The ingenious and talented Mark Vernon sent in a copy of Sounds Of The Modern Hospital (MEAGRE RESOURCE RECORDS mere025) over a year ago now, so I hope the limited pressing of 250 vinyl copies hasn’t sold out. It’s field recordings, captured in various NHS hospital departments in Scotland during a two-year artist residency. But (as with most of his work) Vernon has worked very hard on presenting the work in a very particular context. To begin with, he is paying explicit homage to Sound Effects LPs of the 1970s and 1980s, especially those released by the BBC; this 2011 blog post by Simon Robinson may give you a clue, or jog your memory. Accordingly, each recording is very short (some are less than one minute in duration) and the LP is very carefully banded, with judicious gaps between the tracks. The overall intention is bolstered to some degree by Marc Baines’ knowing sleeve art, which is described to us as a “retro-styled” package; without pastiching anything specific, it successfully conveys the feel of a secondary school textbook published any time between 1950 and 1969. Indeed one possible reading of the LP is as a didactic, “educational” or instruction record, an impression that’s also reinforced by the near-clinical descriptions of the track titles on the back cover, which appear to be describing medical procedures and equipment for the benefit of a trainee surgeon rather than from any musical standpoint.

The three-and-thirty separate recordings have been arranged very carefully into a compositional sequence, and indeed we are invited to view the work as a start-to-finish statement, rather than a random collection of aural jottings. What comes over on today’s spin is how neatly-separated from its neighbour every recording is; the banding of the record assists in this, but each brief sonic episode has been laid down, showcased and positioned with a degree of calibration and precision that is just perfect. None of your amorphous sound-scaping and random cross-fades here; Vernon works like an old-fashioned engraver in the print shop, and if he could find a way to cut his own vinyl masters using a Lazy Susan and a dressmaker’s needle, I bet he would do it.
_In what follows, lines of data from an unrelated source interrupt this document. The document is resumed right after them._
//! Process-wide, lazily-initialized AWS client handles.
//!
//! Clients are constructed at most once per process and reused read-only
//! across all operations; concurrent first callers race on a `OnceCell`, so
//! a single winner constructs the handle and the rest await it. Prefer
//! constructing clients explicitly and injecting them where testability
//! matters; these accessors exist for application code that wants the
//! conventional environment-driven setup.

use tokio::sync::OnceCell;

use crate::dynamodb::DynamoDb;

static DYNAMODB: OnceCell<DynamoDb> = OnceCell::const_new();
static S3: OnceCell<aws_sdk_s3::Client> = OnceCell::const_new();

async fn sdk_config() -> aws_config::SdkConfig {
    dotenv::dotenv().ok();
    aws_config::load_from_env().await
}

/// The shared DynamoDB client, configured from the environment on first
/// use.
pub async fn dynamodb() -> &'static DynamoDb {
    DYNAMODB
        .get_or_init(|| async { DynamoDb::new(&sdk_config().await) })
        .await
}

/// The shared S3 client, configured from the environment on first use.
pub async fn s3() -> &'static aws_sdk_s3::Client {
    S3.get_or_init(|| async { aws_sdk_s3::Client::new(&sdk_config().await) })
        .await
}
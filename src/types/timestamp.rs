// Copyright 2025 Fernando Borretti
//
// Licensed under the Apache License, Version 2.0 (the "License");
// you may not use this file except in compliance with the License.
// You may obtain a copy of the License at
//
//     http://www.apache.org/licenses/LICENSE-2.0
//
// Unless required by applicable law or agreed to in writing, software
// distributed under the License is distributed on an "AS IS" BASIS,
// WITHOUT WARRANTIES OR CONDITIONS OF ANY KIND, either express or implied.
// See the License for the specific language governing permissions and
// limitations under the License.

use std::fmt::Display;
use std::fmt::Formatter;

use chrono::DateTime;
use chrono::TimeDelta;
use chrono::Utc;
use rusqlite::ToSql;
use rusqlite::types::ToSqlOutput;
use serde::Deserialize;
use serde::Deserializer;
use serde::Serialize;
use serde::Serializer;
use serde::de::Error;

/// An instant with millisecond resolution.
///
/// Serializes as integer milliseconds since the Unix epoch, which is the
/// format of the persisted progress blob.
#[derive(Clone, Copy, PartialEq, Eq, PartialOrd, Ord, Debug)]
pub struct Timestamp(DateTime<Utc>);

impl Timestamp {
    /// The current time, truncated to millisecond resolution so that it
    /// survives a trip through the progress blob unchanged.
    pub fn now() -> Self {
        let now = Utc::now();
        Self::from_millis(now.timestamp_millis()).unwrap_or(Self(now))
    }

    pub fn from_millis(millis: i64) -> Option<Self> {
        DateTime::from_timestamp_millis(millis).map(Self)
    }

    pub fn as_millis(self) -> i64 {
        self.0.timestamp_millis()
    }

    pub fn plus(self, delta: TimeDelta) -> Self {
        Self(self.0 + delta)
    }
}

impl Display for Timestamp {
    fn fmt(&self, f: &mut Formatter) -> std::fmt::Result {
        write!(f, "{}", self.0.to_rfc3339())
    }
}

impl Serialize for Timestamp {
    fn serialize<S>(&self, serializer: S) -> Result<S::Ok, S::Error>
    where
        S: Serializer,
    {
        serializer.serialize_i64(self.as_millis())
    }
}

impl<'de> Deserialize<'de> for Timestamp {
    fn deserialize<D>(deserializer: D) -> Result<Self, D::Error>
    where
        D: Deserializer<'de>,
    {
        let millis = i64::deserialize(deserializer)?;
        Timestamp::from_millis(millis)
            .ok_or_else(|| D::Error::custom(format!("timestamp out of range: {millis}")))
    }
}

impl ToSql for Timestamp {
    fn to_sql(&self) -> rusqlite::Result<ToSqlOutput<'_>> {
        let str = self.0.to_rfc3339();
        Ok(ToSqlOutput::from(str))
    }
}

#[cfg(test)]
mod tests {
    use super::*;

    #[test]
    fn test_millis() {
        let ts = Timestamp::from_millis(1_700_000_000_123).unwrap();
        assert_eq!(ts.as_millis(), 1_700_000_000_123);
    }

    #[test]
    fn test_now_has_millisecond_resolution() {
        let now = Timestamp::now();
        assert_eq!(Timestamp::from_millis(now.as_millis()), Some(now));
    }

    #[test]
    fn test_plus() {
        let ts = Timestamp::from_millis(0).unwrap();
        assert_eq!(ts.plus(TimeDelta::minutes(5)).as_millis(), 300_000);
    }

    #[test]
    fn test_serde() {
        let ts = Timestamp::from_millis(42).unwrap();
        assert_eq!(serde_json::to_string(&ts).unwrap(), "42");
        let parsed: Timestamp = serde_json::from_str("42").unwrap();
        assert_eq!(parsed, ts);
    }
}
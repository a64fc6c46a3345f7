// Copyright 2025 Fernando Borretti
//
// Licensed under the Apache License, Version 2.0 (the "License");
// you may not use this file except in compliance with the License.
// You may obtain a copy of the License at
//
//     http://www.apache.org/licenses/LICENSE-2.0
//
// Unless required by applicable law or agreed to in writing, software
// distributed under the License is distributed on an "AS IS" BASIS,
// WITHOUT WARRANTIES OR CONDITIONS OF ANY KIND, either express or implied.
// See the License for the specific language governing permissions and
// limitations under the License.

pub mod cli;
pub mod clock;
pub mod cmd;
pub mod collection;
pub mod config;
pub mod db;
pub mod due;
pub mod error;
#[cfg(test)]
mod helper;
pub mod library;
pub mod progress;
pub mod store;
pub mod study;
pub mod types;
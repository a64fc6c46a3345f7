// Copyright 2025 Fernando Borretti
//
// Licensed under the Apache License, Version 2.0 (the "License");
// you may not use this file except in compliance with the License.
// You may obtain a copy of the License at
//
//     http://www.apache.org/licenses/LICENSE-2.0
//
// Unless required by applicable law or agreed to in writing, software
// distributed under the License is distributed on an "AS IS" BASIS,
// WITHOUT WARRANTIES OR CONDITIONS OF ANY KIND, either express or implied.
// See the License for the specific language governing permissions and
// limitations under the License.

use crate::collection::resolve_directory;
use crate::config::Config;
use crate::error::Fallible;
use crate::library::Library;

/// Validate the configuration and every book. Leaves the directory untouched.
pub fn check_collection(directory: Option<String>) -> Fallible<()> {
    let directory = resolve_directory(directory)?;
    Config::load(&directory)?;
    let library = Library::new(directory);
    for book_id in library.book_ids()? {
        let cards = library.get_cards(&book_id)?;
        log::debug!("{book_id}: {} cards.", cards.len());
    }
    println!("ok");
    Ok(())
}

#[cfg(test)]
mod tests {
    use std::fs::write;

    use super::check_collection;
    use crate::error::Fallible;
    use crate::helper::create_tmp_copy_of_test_directory;

    #[test]
    fn test_non_existent_directory() {
        assert!(check_collection(Some("./derpherp".to_string())).is_err());
    }

    #[test]
    fn test_directory() -> Fallible<()> {
        let dir = create_tmp_copy_of_test_directory()?;
        assert!(check_collection(Some(dir.path().display().to_string())).is_ok());
        Ok(())
    }

    #[test]
    fn test_does_not_create_database() -> Fallible<()> {
        let dir = create_tmp_copy_of_test_directory()?;
        check_collection(Some(dir.path().display().to_string()))?;
        assert!(!dir.path().join("progress.db").exists());
        Ok(())
    }

    #[test]
    fn test_broken_book() -> Fallible<()> {
        let dir = create_tmp_copy_of_test_directory()?;
        write(dir.path().join("wenbing.json"), r#"[{"id": "1"}, {"id": "1"}]"#)?;
        assert!(check_collection(Some(dir.path().display().to_string())).is_err());
        Ok(())
    }

    #[test]
    fn test_broken_config() -> Fallible<()> {
        let dir = create_tmp_copy_of_test_directory()?;
        write(dir.path().join("tcmstudy.toml"), "[clock]\nrefresh_seconds = 0\n")?;
        assert!(check_collection(Some(dir.path().display().to_string())).is_err());
        Ok(())
    }
}
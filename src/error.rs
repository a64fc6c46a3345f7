// Copyright 2025 Fernando Borretti
//
// Licensed under the Apache License, Version 2.0 (the "License");
// you may not use this file except in compliance with the License.
// You may obtain a copy of the License at
//
//     http://www.apache.org/licenses/LICENSE-2.0
//
// Unless required by applicable law or agreed to in writing, software
// distributed under the License is distributed on an "AS IS" BASIS,
// WITHOUT WARRANTIES OR CONDITIONS OF ANY KIND, either express or implied.
// See the License for the specific language governing permissions and
// limitations under the License.

use std::error::Error;
use std::fmt::Display;
use std::fmt::Formatter;

/// The crate's error type: a human-readable message.
#[derive(Debug, PartialEq)]
pub struct ErrorReport {
    message: String,
}

impl ErrorReport {
    pub fn new(message: impl Into<String>) -> Self {
        Self {
            message: message.into(),
        }
    }

    pub fn message(&self) -> &str {
        &self.message
    }
}

impl Display for ErrorReport {
    fn fmt(&self, f: &mut Formatter) -> std::fmt::Result {
        write!(f, "error: {}", self.message)
    }
}

impl Error for ErrorReport {}

pub type Fallible<T> = Result<T, ErrorReport>;

pub fn fail<T>(message: impl Into<String>) -> Fallible<T> {
    Err(ErrorReport::new(message))
}

impl From<std::io::Error> for ErrorReport {
    fn from(value: std::io::Error) -> Self {
        ErrorReport::new(format!("I/O error: {value}"))
    }
}

impl From<rusqlite::Error> for ErrorReport {
    fn from(value: rusqlite::Error) -> Self {
        ErrorReport::new(format!("database error: {value}"))
    }
}

impl From<serde_json::Error> for ErrorReport {
    fn from(value: serde_json::Error) -> Self {
        ErrorReport::new(format!("JSON error: {value}"))
    }
}

impl From<toml::de::Error> for ErrorReport {
    fn from(value: toml::de::Error) -> Self {
        ErrorReport::new(format!("config error: {value}"))
    }
}

impl From<walkdir::Error> for ErrorReport {
    fn from(value: walkdir::Error) -> Self {
        ErrorReport::new(format!("directory walk error: {value}"))
    }
}
// Copyright 2025 Fernando Borretti
//
// Licensed under the Apache License, Version 2.0 (the "License");
// you may not use this file except in compliance with the License.
// You may obtain a copy of the License at
//
//     http://www.apache.org/licenses/LICENSE-2.0
//
// Unless required by applicable law or agreed to in writing, software
// distributed under the License is distributed on an "AS IS" BASIS,
// WITHOUT WARRANTIES OR CONDITIONS OF ANY KIND, either express or implied.
// See the License for the specific language governing permissions and
// limitations under the License.

use crate::progress::ProgressStore;
use crate::types::card::Card;
use crate::types::timestamp::Timestamp;

/// The cards due for review at `now`, in corpus order. A card is due if it
/// has never been reviewed or its next review time has arrived.
pub fn due_cards<'a>(cards: &'a [Card], progress: &ProgressStore, now: Timestamp) -> Vec<&'a Card> {
    cards
        .iter()
        .filter(|card| match progress.get(card.id()) {
            // Never reviewed, so it's due.
            None => true,
            Some(state) => state.is_due(now),
        })
        .collect()
}
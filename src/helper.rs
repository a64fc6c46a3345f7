// Copyright 2025 Fernando Borretti
//
// Licensed under the Apache License, Version 2.0 (the "License");
// you may not use this file except in compliance with the License.
// You may obtain a copy of the License at
//
//     http://www.apache.org/licenses/LICENSE-2.0
//
// Unless required by applicable law or agreed to in writing, software
// distributed under the License is distributed on an "AS IS" BASIS,
// WITHOUT WARRANTIES OR CONDITIONS OF ANY KIND, either express or implied.
// See the License for the specific language governing permissions and
// limitations under the License.

use std::fs::copy;
use std::path::PathBuf;

use tempfile::TempDir;
use tempfile::tempdir;

use crate::error::Fallible;

/// Copy the `test` collection into a temporary directory, leaving out any
/// progress database, so that tests can write to it freely.
pub fn create_tmp_copy_of_test_directory() -> Fallible<TempDir> {
    let source: PathBuf = PathBuf::from("./test").canonicalize()?;
    let target: TempDir = tempdir()?;
    for entry in source.read_dir()? {
        let entry = entry?;
        let path = entry.path();
        if path.is_file() {
            if let Some(file_name) = path.file_name() {
                if file_name != "progress.db" {
                    copy(&path, target.path().join(file_name))?;
                }
            }
        }
    }
    Ok(target)
}

#[cfg(test)]
mod tests {
    use super::*;

    #[test]
    fn test_create_tmp_copy_of_test_directory() -> Fallible<()> {
        let dir = create_tmp_copy_of_test_directory()?;
        assert!(dir.path().join("shanghanlun.json").exists());
        assert!(!dir.path().join("progress.db").exists());
        Ok(())
    }
}
// Copyright 2025 Fernando Borretti
//
// Licensed under the Apache License, Version 2.0 (the "License");
// you may not use this file except in compliance with the License.
// You may obtain a copy of the License at
//
//     http://www.apache.org/licenses/LICENSE-2.0
//
// Unless required by applicable law or agreed to in writing, software
// distributed under the License is distributed on an "AS IS" BASIS,
// WITHOUT WARRANTIES OR CONDITIONS OF ANY KIND, either express or implied.
// See the License for the specific language governing permissions and
// limitations under the License.

use serde::Deserialize;
use serde::Serialize;

use crate::types::card::Card;
use crate::types::outcome::Outcome;
use crate::types::timestamp::Timestamp;

/// How a card is presented during a session.
#[derive(Clone, Copy, PartialEq, Eq, Debug, Serialize)]
#[serde(rename_all = "lowercase")]
pub enum Mode {
    Flashcard,
    Choice,
    Fill,
}

#[derive(Clone, Debug, PartialEq, Serialize)]
pub struct SessionItem {
    pub mode: Mode,
    pub card: Card,
}

/// An answered session item.
#[derive(Clone, Debug, Serialize)]
#[serde(rename_all = "camelCase")]
pub struct SessionResult {
    pub item: SessionItem,
    pub outcome: Outcome,
    pub recorded_at: Timestamp,
}

/// How many items of each mode a session should contain.
#[derive(Clone, Copy, PartialEq, Eq, Debug, Deserialize)]
#[serde(default, deny_unknown_fields)]
pub struct SessionConfig {
    pub flashcards: usize,
    pub choices: usize,
    pub fills: usize,
}

impl Default for SessionConfig {
    fn default() -> Self {
        Self {
            flashcards: 10,
            choices: 5,
            fills: 5,
        }
    }
}
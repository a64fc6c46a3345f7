// Copyright 2025 Fernando Borretti
//
// Licensed under the Apache License, Version 2.0 (the "License");
// you may not use this file except in compliance with the License.
// You may obtain a copy of the License at
//
//     http://www.apache.org/licenses/LICENSE-2.0
//
// Unless required by applicable law or agreed to in writing, software
// distributed under the License is distributed on an "AS IS" BASIS,
// WITHOUT WARRANTIES OR CONDITIONS OF ANY KIND, either express or implied.
// See the License for the specific language governing permissions and
// limitations under the License.

use std::env::current_dir;
use std::path::PathBuf;

use crate::config::Config;
use crate::db::Database;
use crate::error::ErrorReport;
use crate::error::Fallible;
use crate::error::fail;
use crate::library::Library;
use crate::study::Study;

/// Name of the progress database in a collection directory.
const DATABASE_FILE: &str = "progress.db";

/// A collection directory: its books, its configuration, and the database
/// holding review progress for every book.
pub struct Collection {
    pub config: Config,
    pub library: Library,
    pub db: Database,
}

impl Collection {
    pub fn new(directory: Option<String>) -> Fallible<Self> {
        let directory = resolve_directory(directory)?;

        let config = Config::load(&directory)?;

        let db_path: PathBuf = directory.join(DATABASE_FILE);
        let db_path: &str = db_path
            .to_str()
            .ok_or_else(|| ErrorReport::new("invalid path"))?;
        let db: Database = Database::new(db_path)?;

        let library = Library::new(directory);

        Ok(Self {
            config,
            library,
            db,
        })
    }

    /// Select a book for study.
    pub fn open_book(&self, book_id: &str) -> Fallible<Study<&Database>> {
        let cards = self.library.get_cards(book_id)?;
        Ok(Study::open(book_id, cards, &self.db))
    }
}

/// The canonical path of a collection directory, defaulting to the current
/// directory.
pub fn resolve_directory(directory: Option<String>) -> Fallible<PathBuf> {
    let directory: PathBuf = match directory {
        Some(dir) => PathBuf::from(dir),
        None => current_dir()?,
    };
    if directory.exists() {
        Ok(directory.canonicalize()?)
    } else {
        fail("directory does not exist.")
    }
}

#[cfg(test)]
mod tests {
    use super::*;
    use crate::helper::create_tmp_copy_of_test_directory;
    use crate::types::outcome::Outcome;

    #[test]
    fn test_non_existent_directory() {
        let result = Collection::new(Some("./derpherp".to_string()));
        let err = result.err().map(|e| e.to_string());
        assert_eq!(err, Some("error: directory does not exist.".to_string()));
    }

    #[test]
    fn test_open_book() -> Fallible<()> {
        let dir = create_tmp_copy_of_test_directory()?;
        let coll = Collection::new(Some(dir.path().display().to_string()))?;
        assert_eq!(coll.config.session.flashcards, 2);
        let study = coll.open_book("shanghanlun")?;
        assert_eq!(study.cards().len(), 5);
        assert_eq!(study.progress().len(), 0);
        Ok(())
    }

    #[test]
    fn test_progress_survives_reopening() -> Fallible<()> {
        let dir = create_tmp_copy_of_test_directory()?;
        let path = dir.path().display().to_string();
        {
            let coll = Collection::new(Some(path.clone()))?;
            let mut study = coll.open_book("shanghanlun")?;
            study.record_result("shl-2", Outcome::Vague);
        }
        let coll = Collection::new(Some(path))?;
        let study = coll.open_book("shanghanlun")?;
        assert_eq!(study.progress().get("shl-2").map(|s| s.level), Some(1));
        Ok(())
    }
}
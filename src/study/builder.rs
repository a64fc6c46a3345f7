// Copyright 2025 Fernando Borretti
//
// Licensed under the Apache License, Version 2.0 (the "License");
// you may not use this file except in compliance with the License.
// You may obtain a copy of the License at
//
//     http://www.apache.org/licenses/LICENSE-2.0
//
// Unless required by applicable law or agreed to in writing, software
// distributed under the License is distributed on an "AS IS" BASIS,
// WITHOUT WARRANTIES OR CONDITIONS OF ANY KIND, either express or implied.
// See the License for the specific language governing permissions and
// limitations under the License.

use rand::Rng;
use rand::seq::SliceRandom;

use crate::progress::ProgressStore;
use crate::types::card::Card;
use crate::types::session::Mode;
use crate::types::session::SessionConfig;
use crate::types::session::SessionItem;

/// Build a session queue: flashcards first, then choice items, then fill
/// items. Each stage is drawn independently, so a card may appear in more
/// than one stage. Stages with too few eligible cards come up short.
pub fn build_queue<R: Rng + ?Sized>(
    cards: &[Card],
    progress: &ProgressStore,
    config: &SessionConfig,
    rng: &mut R,
) -> Vec<SessionItem> {
    let mut queue = Vec::new();
    for card in most_overdue(cards, progress, config.flashcards) {
        queue.push(item(Mode::Flashcard, card));
    }
    for card in sample(cards, Card::has_choice, config.choices, rng) {
        queue.push(item(Mode::Choice, card));
    }
    for card in sample(cards, Card::has_fill, config.fills, rng) {
        queue.push(item(Mode::Fill, card));
    }
    log::debug!(
        "Built session of {} items from {} cards.",
        queue.len(),
        cards.len()
    );
    queue
}

/// The `count` cards with the earliest next review time. Unreviewed cards
/// come first. The sort is stable, so ties keep corpus order.
fn most_overdue<'a>(cards: &'a [Card], progress: &ProgressStore, count: usize) -> Vec<&'a Card> {
    let mut sorted: Vec<&Card> = cards.iter().collect();
    sorted.sort_by_key(|card| progress.get(card.id()).map(|state| state.next_review_at));
    sorted.truncate(count);
    sorted
}

/// Up to `count` distinct eligible cards in uniformly random order.
fn sample<'a, R: Rng + ?Sized>(
    cards: &'a [Card],
    eligible: fn(&Card) -> bool,
    count: usize,
    rng: &mut R,
) -> Vec<&'a Card> {
    let mut pool: Vec<&Card> = cards.iter().filter(|card| eligible(card)).collect();
    pool.shuffle(rng);
    pool.truncate(count);
    pool
}

fn item(mode: Mode, card: &Card) -> SessionItem {
    SessionItem {
        mode,
        card: card.clone(),
    }
}

#[cfg(test)]
mod tests {
    use std::collections::HashMap;
    use std::collections::HashSet;

    use rand::SeedableRng;
    use rand::rngs::StdRng;
    use serde_json::json;

    use super::*;
    use crate::types::review_state::ReviewState;
    use crate::types::timestamp::Timestamp;

    fn config(flashcards: usize, choices: usize, fills: usize) -> SessionConfig {
        SessionConfig {
            flashcards,
            choices,
            fills,
        }
    }

    fn reviewed(progress: &mut ProgressStore, id: &str, millis: i64) {
        progress.insert(
            id,
            ReviewState {
                next_review_at: Timestamp::from_millis(millis).unwrap(),
                level: 1,
            },
        );
    }

    /// Five cards: `a`, `b`, `c` have choice payloads, `d` and `e` have fill
    /// payloads.
    fn corpus() -> Vec<Card> {
        vec![
            Card::new("a", "", "").with_choice(json!(["x", "y"])),
            Card::new("b", "", "").with_choice(json!(["x", "y"])),
            Card::new("c", "", "").with_choice(json!(["x", "y"])),
            Card::new("d", "", "").with_fill(json!("blank")),
            Card::new("e", "", "").with_fill(json!("blank")),
        ]
    }

    fn ids(items: &[SessionItem]) -> Vec<&str> {
        items.iter().map(|item| item.card.id()).collect()
    }

    #[test]
    fn test_mixed_session() {
        let cards = corpus();
        let mut progress = ProgressStore::new();
        reviewed(&mut progress, "a", 5_000);
        reviewed(&mut progress, "b", 1_000);
        reviewed(&mut progress, "c", 3_000);
        let mut rng = StdRng::seed_from_u64(7);
        let queue = build_queue(&cards, &progress, &config(2, 1, 1), &mut rng);
        assert_eq!(queue.len(), 4);
        // Unreviewed `d` and `e` come first, in corpus order.
        assert_eq!(queue[0], item(Mode::Flashcard, &cards[3]));
        assert_eq!(queue[1], item(Mode::Flashcard, &cards[4]));
        assert_eq!(queue[2].mode, Mode::Choice);
        assert!(["a", "b", "c"].contains(&queue[2].card.id()));
        assert_eq!(queue[3].mode, Mode::Fill);
        assert!(["d", "e"].contains(&queue[3].card.id()));
    }

    #[test]
    fn test_flashcards_by_next_review() {
        let cards = corpus();
        let mut progress = ProgressStore::new();
        reviewed(&mut progress, "a", 5_000);
        reviewed(&mut progress, "b", 1_000);
        reviewed(&mut progress, "c", 3_000);
        reviewed(&mut progress, "d", 1_000);
        let mut rng = StdRng::seed_from_u64(0);
        let queue = build_queue(&cards, &progress, &config(5, 0, 0), &mut rng);
        assert_eq!(ids(&queue), vec!["e", "b", "d", "c", "a"]);
    }

    #[test]
    fn test_short_stages() {
        let cards = corpus();
        let progress = ProgressStore::new();
        let mut rng = StdRng::seed_from_u64(1);
        let queue = build_queue(&cards, &progress, &config(10, 10, 10), &mut rng);
        let modes: Vec<Mode> = queue.iter().map(|item| item.mode).collect();
        assert_eq!(modes.iter().filter(|m| **m == Mode::Flashcard).count(), 5);
        assert_eq!(modes.iter().filter(|m| **m == Mode::Choice).count(), 3);
        assert_eq!(modes.iter().filter(|m| **m == Mode::Fill).count(), 2);
    }

    #[test]
    fn test_more_choices_than_eligible() {
        let cards = vec![
            Card::new("a", "", "").with_choice(json!(1)),
            Card::new("b", "", ""),
            Card::new("c", "", "").with_choice(json!(2)),
        ];
        let progress = ProgressStore::new();
        let mut rng = StdRng::seed_from_u64(2);
        let queue = build_queue(&cards, &progress, &config(0, 10, 0), &mut rng);
        assert_eq!(queue.len(), 2);
        let distinct: HashSet<&str> = ids(&queue).into_iter().collect();
        assert_eq!(distinct, HashSet::from(["a", "c"]));
    }

    #[test]
    fn test_empty_corpus() {
        let progress = ProgressStore::new();
        let mut rng = StdRng::seed_from_u64(3);
        assert!(build_queue(&[], &progress, &config(3, 3, 3), &mut rng).is_empty());
    }

    #[test]
    fn test_stages_do_not_deduplicate() {
        let cards = vec![
            Card::new("a", "", "")
                .with_choice(json!(1))
                .with_fill(json!(2)),
        ];
        let progress = ProgressStore::new();
        let mut rng = StdRng::seed_from_u64(4);
        let queue = build_queue(&cards, &progress, &config(1, 1, 1), &mut rng);
        assert_eq!(ids(&queue), vec!["a", "a", "a"]);
    }

    /// A comparator-based "shuffle" (sorting with a random comparison) is
    /// biased. Sampling here must be uniform over permutations, so every
    /// ordering of three cards should show up about a sixth of the time.
    #[test]
    fn test_sampling_is_uniform_over_permutations() {
        let cards: Vec<Card> = corpus().into_iter().take(3).collect();
        let progress = ProgressStore::new();
        let mut rng = StdRng::seed_from_u64(42);
        let trials = 60_000;
        let mut counts: HashMap<Vec<String>, usize> = HashMap::new();
        for _ in 0..trials {
            let queue = build_queue(&cards, &progress, &config(0, 3, 0), &mut rng);
            let order: Vec<String> = queue.iter().map(|i| i.card.id().to_string()).collect();
            *counts.entry(order).or_default() += 1;
        }
        assert_eq!(counts.len(), 6);
        for count in counts.values() {
            let share = *count as f64 / trials as f64;
            assert!((share - 1.0 / 6.0).abs() < 0.02, "share = {share}");
        }
    }

    #[test]
    fn test_flashcard_order_is_deterministic() {
        let cards = corpus();
        let progress = ProgressStore::new();
        let mut rng = StdRng::seed_from_u64(5);
        for _ in 0..10 {
            let queue = build_queue(&cards, &progress, &config(5, 0, 0), &mut rng);
            assert_eq!(ids(&queue), vec!["a", "b", "c", "d", "e"]);
        }
    }
}
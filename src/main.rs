// Copyright 2025 Fernando Borretti
//
// Licensed under the Apache License, Version 2.0 (the "License");
// you may not use this file except in compliance with the License.
// You may obtain a copy of the License at
//
//     http://www.apache.org/licenses/LICENSE-2.0
//
// Unless required by applicable law or agreed to in writing, software
// distributed under the License is distributed on an "AS IS" BASIS,
// WITHOUT WARRANTIES OR CONDITIONS OF ANY KIND, either express or implied.
// See the License for the specific language governing permissions and
// limitations under the License.

use std::process::ExitCode;

use tcmstudy::cli::entrypoint;

#[tokio::main]
async fn main() -> ExitCode {
    env_logger::init();
    match entrypoint().await {
        Ok(_) => ExitCode::SUCCESS,
        Err(e) => {
            eprintln!("{e}");
            ExitCode::FAILURE
        }
    }
}
// Copyright 2025 Fernando Borretti
//
// Licensed under the Apache License, Version 2.0 (the "License");
// you may not use this file except in compliance with the License.
// You may obtain a copy of the License at
//
//     http://www.apache.org/licenses/LICENSE-2.0
//
// Unless required by applicable law or agreed to in writing, software
// distributed under the License is distributed on an "AS IS" BASIS,
// WITHOUT WARRANTIES OR CONDITIONS OF ANY KIND, either express or implied.
// See the License for the specific language governing permissions and
// limitations under the License.

use std::collections::BTreeMap;

use crate::error::Fallible;
use crate::store::BlobStore;
use crate::types::review_state::ReviewState;

/// Namespace prefix under which progress blobs are stored.
const STORAGE_KEY: &str = "tcm_study_progress";

/// The blob key for a book's progress.
pub fn progress_key(book_id: &str) -> String {
    format!("{STORAGE_KEY}.{book_id}")
}

/// The review state of every card in a book that has been reviewed at least
/// once. Cards with no entry are new.
#[derive(Clone, Default, Debug, PartialEq)]
pub struct ProgressStore {
    states: BTreeMap<String, ReviewState>,
}

impl ProgressStore {
    pub fn new() -> Self {
        Self::default()
    }

    /// Load a store from the blob under `key`. A missing or unreadable blob
    /// yields an empty store; the failure is logged, not returned.
    pub fn load(store: &impl BlobStore, key: &str) -> Self {
        let blob = match store.load_blob(key) {
            Ok(Some(blob)) => blob,
            Ok(None) => {
                log::debug!("No progress stored under {key}.");
                return Self::new();
            }
            Err(e) => {
                log::warn!("Failed to load progress from {key}: {e}");
                return Self::new();
            }
        };
        match Self::from_blob(&blob) {
            Ok(progress) => {
                log::debug!("Loaded progress for {} cards.", progress.len());
                progress
            }
            Err(e) => {
                log::warn!("Discarding corrupt progress under {key}: {e}");
                Self::new()
            }
        }
    }

    /// Overwrite the blob under `key` with the whole store.
    pub fn persist(&self, store: &impl BlobStore, key: &str) -> Fallible<()> {
        store.save_blob(key, &self.to_blob()?)
    }

    pub fn from_blob(blob: &str) -> Fallible<Self> {
        let states: BTreeMap<String, ReviewState> = serde_json::from_str(blob)?;
        Ok(Self { states })
    }

    pub fn to_blob(&self) -> Fallible<String> {
        Ok(serde_json::to_string(&self.states)?)
    }

    pub fn get(&self, card_id: &str) -> Option<&ReviewState> {
        self.states.get(card_id)
    }

    pub fn insert(&mut self, card_id: impl Into<String>, state: ReviewState) {
        self.states.insert(card_id.into(), state);
    }

    pub fn len(&self) -> usize {
        self.states.len()
    }

    pub fn is_empty(&self) -> bool {
        self.states.is_empty()
    }
}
It remains to mention the “radiophonic” vibe of the record, by which I mean it almost presents a narrative or linked narratives through sound effects alone, provided the listener is prepared to bring a lot of imagination to the picnic. Vernon excels at this skill, and there are numerous published examples of his radiophonic art; 2012’s Static Cinema is one such, restrained though it be. I can discern at least two narrative strains in Sounds Of The Modern Hospital; the principal strand is almost purely technical, and it follows the actions and outputs of various machines, which produce rhythmic sounds, electronic beeps, or something resembling an abstracted “Industrial” noise, and all emerge as a form of programmed background music. The second strand is more buried, but it’s a human narrative; voices of nurses, doctors and patients, either performing particular routines or undergoing examinations. Some of them, taken so deliberately out of context, are ever so slightly absurd, even a little hilarious. If you listen to the record at one angle, it’s like a minimalist version of Carry On Doctor rescripted by Samuel Beckett. Some of these Vernon snippets would be perfect for a collaboration with People Like Us; the two of them should meet up some time. From 27 February 2014.